* **Task statement**: Go through the data and copy each line that holds "bravo".

Items listed in a dataset:
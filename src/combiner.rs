//! Picks one engine's output as the authoritative text.
//!
//! Text is never merged across engines: the combined result is always a
//! verbatim copy of a single successful engine result.

use crate::error::ConfigurationError;
use crate::ocr::{EngineResult, EngineResults};
use serde::Serialize;
use std::fmt;
use std::str::FromStr;

#[derive(Debug, Clone, Copy, PartialEq, Eq, Default, Serialize)]
#[serde(rename_all = "snake_case")]
pub enum CombinationMethod {
    #[default]
    BestConfidence,
    LongestText,
}

impl FromStr for CombinationMethod {
    type Err = ConfigurationError;

    fn from_str(s: &str) -> Result<Self, Self::Err> {
        match s.trim() {
            "best_confidence" => Ok(Self::BestConfidence),
            "longest_text" => Ok(Self::LongestText),
            other => Err(ConfigurationError::UnknownCombinationMethod(other.to_string())),
        }
    }
}

impl fmt::Display for CombinationMethod {
    fn fmt(&self, f: &mut fmt::Formatter<'_>) -> fmt::Result {
        f.write_str(match self {
            Self::BestConfidence => "best_confidence",
            Self::LongestText => "longest_text",
        })
    }
}

/// The pipeline's best answer before correction.
#[derive(Debug, Clone, PartialEq, Serialize)]
pub struct CombinedResult {
    pub text: String,
    pub confidence: f64,
    pub source_engine: String,
    pub method: CombinationMethod,
    /// Every engine that succeeded, in request order.
    pub engines_used: Vec<String>,
}

/// Select one successful result under `method`. Ties go to the engine
/// requested first. Returns `None` when no engine succeeded.
pub fn combine(results: &EngineResults, method: CombinationMethod) -> Option<CombinedResult> {
    let score = |r: &EngineResult| -> f64 {
        match method {
            CombinationMethod::BestConfidence => r.confidence().unwrap_or(0.0),
            CombinationMethod::LongestText => {
                r.text().map(|t| t.chars().count()).unwrap_or(0) as f64
            }
        }
    };

    let mut best: Option<(&EngineResult, f64)> = None;
    for candidate in results.successful() {
        let candidate_score = score(candidate);
        match best {
            Some((_, best_score)) if candidate_score <= best_score => {}
            _ => best = Some((candidate, candidate_score)),
        }
    }

    let (chosen, _) = best?;
    Some(CombinedResult {
        text: chosen.text().unwrap_or_default().to_string(),
        confidence: chosen.confidence().unwrap_or(0.0),
        source_engine: chosen.engine_name.clone(),
        method,
        engines_used: results
            .successful()
            .map(|r| r.engine_name.clone())
            .collect(),
    })
}

#[cfg(test)]
mod tests {
    use super::*;

    fn ok(name: &str, text: &str, confidence: f64) -> EngineResult {
        EngineResult::success(name, "eng", text.to_string(), confidence)
    }

    fn failed(name: &str) -> EngineResult {
        EngineResult::failed(name, "eng", "crashed")
    }

    #[test]
    fn test_parse_method() {
        assert_eq!(
            "best_confidence".parse::<CombinationMethod>().unwrap(),
            CombinationMethod::BestConfidence
        );
        assert_eq!(
            "longest_text".parse::<CombinationMethod>().unwrap(),
            CombinationMethod::LongestText
        );
        assert!("majority_vote".parse::<CombinationMethod>().is_err());
    }

    #[test]
    fn test_best_confidence_tie_goes_to_first_requested() {
        let results: EngineResults = vec![
            ok("A", "alpha", 70.0),
            ok("B", "bravo", 95.0),
            ok("C", "charlie", 95.0),
        ]
        .into_iter()
        .collect();
        let combined = combine(&results, CombinationMethod::BestConfidence).unwrap();
        assert_eq!(combined.source_engine, "B");
        assert_eq!(combined.text, "bravo");
        assert_eq!(combined.confidence, 95.0);
        assert_eq!(combined.engines_used, vec!["A", "B", "C"]);
    }

    #[test]
    fn test_longest_text_counts_characters() {
        let results: EngineResults = vec![
            ok("A", &"a".repeat(10), 99.0),
            ok("B", &"b".repeat(25), 10.0),
            ok("C", &"c".repeat(25), 50.0),
        ]
        .into_iter()
        .collect();
        let combined = combine(&results, CombinationMethod::LongestText).unwrap();
        assert_eq!(combined.source_engine, "B");
        assert_eq!(combined.confidence, 10.0);
    }

    #[test]
    fn test_longest_text_uses_chars_not_bytes() {
        // 5 Arabic letters are 10 bytes but only 5 characters.
        let results: EngineResults = vec![ok("A", "سلامم", 50.0), ok("B", "hello!", 50.0)]
            .into_iter()
            .collect();
        let combined = combine(&results, CombinationMethod::LongestText).unwrap();
        assert_eq!(combined.source_engine, "B");
    }

    #[test]
    fn test_failed_results_are_ignored() {
        let results: EngineResults = vec![failed("A"), ok("B", "only one", 12.0)]
            .into_iter()
            .collect();
        for method in [CombinationMethod::BestConfidence, CombinationMethod::LongestText] {
            let combined = combine(&results, method).unwrap();
            assert_eq!(combined.source_engine, "B");
            assert_eq!(combined.engines_used, vec!["B"]);
        }
    }

    #[test]
    fn test_no_success_yields_none() {
        let results: EngineResults = vec![failed("A"), failed("B")].into_iter().collect();
        assert!(combine(&results, CombinationMethod::BestConfidence).is_none());
        assert!(combine(&EngineResults::new(), CombinationMethod::LongestText).is_none());
    }

    #[test]
    fn test_empty_text_can_win() {
        let results: EngineResults = vec![ok("A", "", 40.0)].into_iter().collect();
        let combined = combine(&results, CombinationMethod::LongestText).unwrap();
        assert_eq!(combined.text, "");
    }
}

* **Answer box**:
            ok("B", "bravo", 95.0),
        assert_eq!(combined.text, "bravo");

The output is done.